IP certificates work around that issue by validating the security of the underlying connection rather than any specific hostname. Any server could be serving any hostname over an IP-address-validated connection. For snooped-on clients, the IP address is already part of the network traffic anyway, but no domains ever hit the traffic logs at all.
In other words, blocking solutions that know your small blog is hosted exclusively on 1.2.3.4, without any collateral damage to other blogs the blocking government cares about will just block your IP.
Conversely, if you're hosting importedgoodsecommercesitegovernmentofficialslove.com next to myhumanrightsblog.net on the same IP, ECH is for you and solves your problem: Just register mycoolagnostichosting.net and do ECH to that.
ECH prevents tracking through routing layers where your ClientHello might contain foo.example.com or bar.example.com but route via the same IP (Cloudflare). A middlebox can see you are using a cloudflare hosted website, but not know what cloudflare website.
There's no benefit encrypting the SNI with 10.20.30.40 if they can see you're connecting to 10 20.30.40 anyway
You're experiencing it working in practice. RFC9849 is a published document, the end of a very long process in which the people who make this "actually work in practice" decided how to do this years ago and have deployed it.

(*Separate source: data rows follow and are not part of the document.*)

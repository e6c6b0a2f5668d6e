//! Request opening and response signing for handlers.
//!
//! A call opts into signing with `requireSignature=true`. The request body is
//! then verified against the trusted client key before it is decoded, and
//! the response is signed with the server key over the exact bytes sent.

use axum::async_trait;
use axum::extract::{FromRequestParts, Query};
use axum::http::request::Parts;
use axum::http::{header, HeaderMap, HeaderName, HeaderValue, StatusCode};
use axum::response::{IntoResponse, Response};
use bytes::Bytes;
use serde::de::DeserializeOwned;
use serde::Serialize;

use lps_crypto::SigningKey;
use lps_payload::JSON_CONTENT_TYPE;
use lps_protocol::{headers, open_body, parse_encoding, CallParams, OutgoingBody, ProtocolError};
use lps_types::PartitionKey;

use crate::error::{ServerError, ServerResult};
use crate::state::AppState;

/// Query parameters shared by every call. Rejections use the JSON error body.
#[derive(Debug, Clone, Default)]
pub struct CallQuery(pub CallParams);

#[async_trait]
impl<S: Send + Sync> FromRequestParts<S> for CallQuery {
    type Rejection = ServerError;

    async fn from_request_parts(parts: &mut Parts, state: &S) -> Result<Self, Self::Rejection> {
        let Query(params) = Query::<CallParams>::from_request_parts(parts, state)
            .await
            .map_err(|rejection| ServerError::BadRequest(rejection.body_text()))?;
        Ok(Self(params))
    }
}

pub fn header_str<'a>(headers: &'a HeaderMap, name: &str) -> Option<&'a str> {
    headers.get(name).and_then(|v| v.to_str().ok())
}

/// The response signer for this call, or `None` when signing was not asked for.
///
/// Handlers resolve this before touching the service.
pub fn signer<'a>(state: &'a AppState, params: &CallParams) -> ServerResult<Option<&'a SigningKey>> {
    if !params.require_signature {
        return Ok(None);
    }
    state
        .keys
        .server
        .as_ref()
        .map(Some)
        .ok_or_else(|| ProtocolError::KeyNotConfigured("signing").into())
}

/// Verify (when required) and decode a request body.
pub fn open_request(
    state: &AppState,
    params: &CallParams,
    request_headers: &HeaderMap,
    body: Bytes,
) -> ServerResult<Bytes> {
    let encoding = parse_encoding(header_str(request_headers, header::CONTENT_ENCODING.as_str()))?;
    let opened = open_body(
        body,
        encoding,
        header_str(request_headers, headers::SIGNATURE),
        state.keys.trusted_client.as_ref(),
        params.require_signature,
    )?;
    Ok(opened)
}

pub fn parse_json<T: DeserializeOwned>(bytes: &[u8]) -> ServerResult<T> {
    serde_json::from_slice(bytes).map_err(|e| ServerError::BadRequest(format!("invalid JSON body: {e}")))
}

pub fn is_json(content_type: &str) -> bool {
    content_type
        .split(';')
        .next()
        .map(str::trim)
        .is_some_and(|m| m.eq_ignore_ascii_case(JSON_CONTENT_TYPE))
}

pub fn partition(params: &CallParams) -> ServerResult<PartitionKey> {
    let raw = params
        .partition_key
        .as_deref()
        .ok_or_else(|| ServerError::BadRequest("partitionKey is required".into()))?;
    Ok(PartitionKey::new(raw)?)
}

fn header_value(value: &str) -> ServerResult<HeaderValue> {
    HeaderValue::from_str(value).map_err(|e| ServerError::Internal(e.to_string()))
}

/// Build a response from a body already in wire form.
pub fn reply(status: StatusCode, content_type: &str, out: OutgoingBody) -> ServerResult<Response> {
    let mut response_headers = HeaderMap::new();
    response_headers.insert(header::CONTENT_TYPE, header_value(content_type)?);
    if let Some(encoding) = out.encoding {
        response_headers.insert(
            header::CONTENT_ENCODING,
            HeaderValue::from_static(encoding.as_str()),
        );
    }
    if let Some(signature) = &out.signature {
        response_headers.insert(
            HeaderName::from_static(headers::SIGNATURE),
            header_value(signature)?,
        );
    }
    Ok((status, response_headers, out.bytes).into_response())
}

pub fn json_reply<T: Serialize>(
    status: StatusCode,
    value: &T,
    signer: Option<&SigningKey>,
) -> ServerResult<Response> {
    reply(status, JSON_CONTENT_TYPE, OutgoingBody::json(value, signer)?)
}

This isn't like treaty negotiation where the formal document often creates a new reality, the RFC publication is more like the way the typical modern marriage ceremony is just formalising an existing reality. Like yeah, yesterday Bill and Sarah were legally not married, and today Bill and Sarah are married, but "Bill and Sarah" were a thing five Christmases ago, one of the bridesmaids is their daughter, we're just doing some paperwork and having a party.
It's not a problem if Network can still do their job. It's a whole other matter to expect Network to do their job through another layer. You end up with organizations that can't maintain their applications and expect magic fixes.
Orgs that are cooperative probably don't have this issue but there are definitely parts of some organizations that when one part takes capability from another they don't give it back in some sort of weird headcount game despite not really wanting to understand Network to a Network level.
Encryption and higher-level platforms are great for security and productivity, but the debugging surface keeps shrinking. Eventually when something breaks, nobody actually has the layer-by-layer visibility needed to reason about it.
0: https://community.fortinet.com/t5/FortiGate/Technical-Tip-Ho...
Notice that if users don't trust the Fortigate all it can do is IP layer blocks, exactly as intended.
It seems pointless to try to have a policy where people say they trust somebody else (whoever is operating that Fortigate) to override their will but also they don't want their will overridden, that's an incoherent policy, there's no technical problem there, technology can't help.
Defense in layers makes sense, but domain blocking was never a "layer" if a hostile actor can just buy a new domain that's not on your blocklist.
I think it'd be good if ECH became more widespread so that we can get away from these antiquated control techniques that just result in frustration with no security benefits.
Relying on HTTPS and SVCB records will probably allow a downgrade for some attackers, but if browsers roll out something akin to the HSTS preload list, then downgrade attacks become pretty difficult.
DNSSEC can also protect against malicious SVCB/HTTPS records and the spec recommends DoT/DoH against local MitM attacks to prevent this.
Can you explain why, considering it is at the client's side ("browsers")?
For HSTS, browsers come with a preloaded list of known-HTTPS domains that requests are matched against. That means they will never connect over HTTP, rather than connect over HTTP and upgrade+maintain a cache when the HSTS header is present. If ECH comes with a preload list, then browsers connecting to ECH domains will simply fail to connect rather than permit the network to downgrade their connection to non-ECH TLS.